Owls swallow prey whole or in big chunks, but their stomachs aren’t equipped with enough acid to break down bones, fur, feathers and scales. Since these undigested pieces and parts have the potential to damage the intestine, nature has designed an efficient method for handling undigested food – owl pellets.
Owls actually have two stomachs -- the glandular stomach, and the gizzard, which is very muscular. The glandular stomach produces the acids and other secretions necessary to break down prey into digestible and indigestible parts. The gizzard’s job is to grind up the meat.
Once the gizzard has processed the meat, the digestible portion travels into the intestine. The indigestible portion – bones, fur, feathers and scales – stays behind in the gizzard, which continues to grind and compress all these pieces and parts for several hours until they form into pellets.
Once a pellet is formed, it travels backward into the glandular stomach, where it remains until the owl’s body has completely absorbed all the nutrients from the food, which can take up to 10 hours or more. Once absorption of nutrients is accomplished, the pellet will continue traveling backwards and the owl will regurgitate it.

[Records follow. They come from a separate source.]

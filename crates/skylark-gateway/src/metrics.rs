//! Prometheus metrics for the Flight SQL dispatch surface.

use once_cell::sync::Lazy;
use prometheus::{
    register_counter_vec, register_int_gauge, CounterVec, Encoder, IntGauge, TextEncoder,
};

/// Dispatched commands by entry point and outcome.
pub static DISPATCH_TOTAL: Lazy<CounterVec> = Lazy::new(|| {
    register_counter_vec!(
        "skylark_dispatch_total",
        "Dispatched Flight SQL calls by entry point and outcome",
        &["entry_point", "outcome"]
    )
    .unwrap()
});

/// Currently open prepared statements.
pub static PREPARED_STATEMENTS_OPEN: Lazy<IntGauge> = Lazy::new(|| {
    register_int_gauge!(
        "skylark_prepared_statements_open",
        "Prepared statements currently registered"
    )
    .unwrap()
});

/// Touch all lazy statics so they register before the first scrape.
pub fn init_metrics() {
    let _ = &*DISPATCH_TOTAL;
    let _ = &*PREPARED_STATEMENTS_OPEN;
}

pub fn record_dispatch(entry_point: &str, outcome: &str) {
    DISPATCH_TOTAL
        .with_label_values(&[entry_point, outcome])
        .inc();
}

/// Encode all metrics as Prometheus text format.
pub fn encode_metrics() -> String {
    let encoder = TextEncoder::new();
    let metric_families = prometheus::gather();
    let mut buffer = Vec::new();
    if encoder.encode(&metric_families, &mut buffer).is_err() {
        return String::new();
    }
    String::from_utf8(buffer).unwrap_or_default()
}

#[cfg(test)]
mod tests {
    use super::*;

    #[test]
    fn test_dispatch_counter_increments() {
        init_metrics();
        record_dispatch("do_get", "ok");
        let rendered = encode_metrics();
        assert!(rendered.contains("skylark_dispatch_total"));
    }
}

At this point, the bird is ready to eat another meal!
More Info on Owl Pellets
If by chance the topic of owl vomit has left you wanting more, I have another surprise for you. Did you know you can actually buy owl pellets online (from Amazon.com, eBay, Staples, and dozens of other suppliers) and dissect them to discover what’s inside?
If you have school-age children or you’re not too far removed from being school-aged yourself, you might already know this. Many school science classes offer kids the opportunity to dissect owl pellets as part of their study of owls. The students get to actually see the tiny bones, tufts of fur and other remnants of the indigestible portions of an owl’s meal.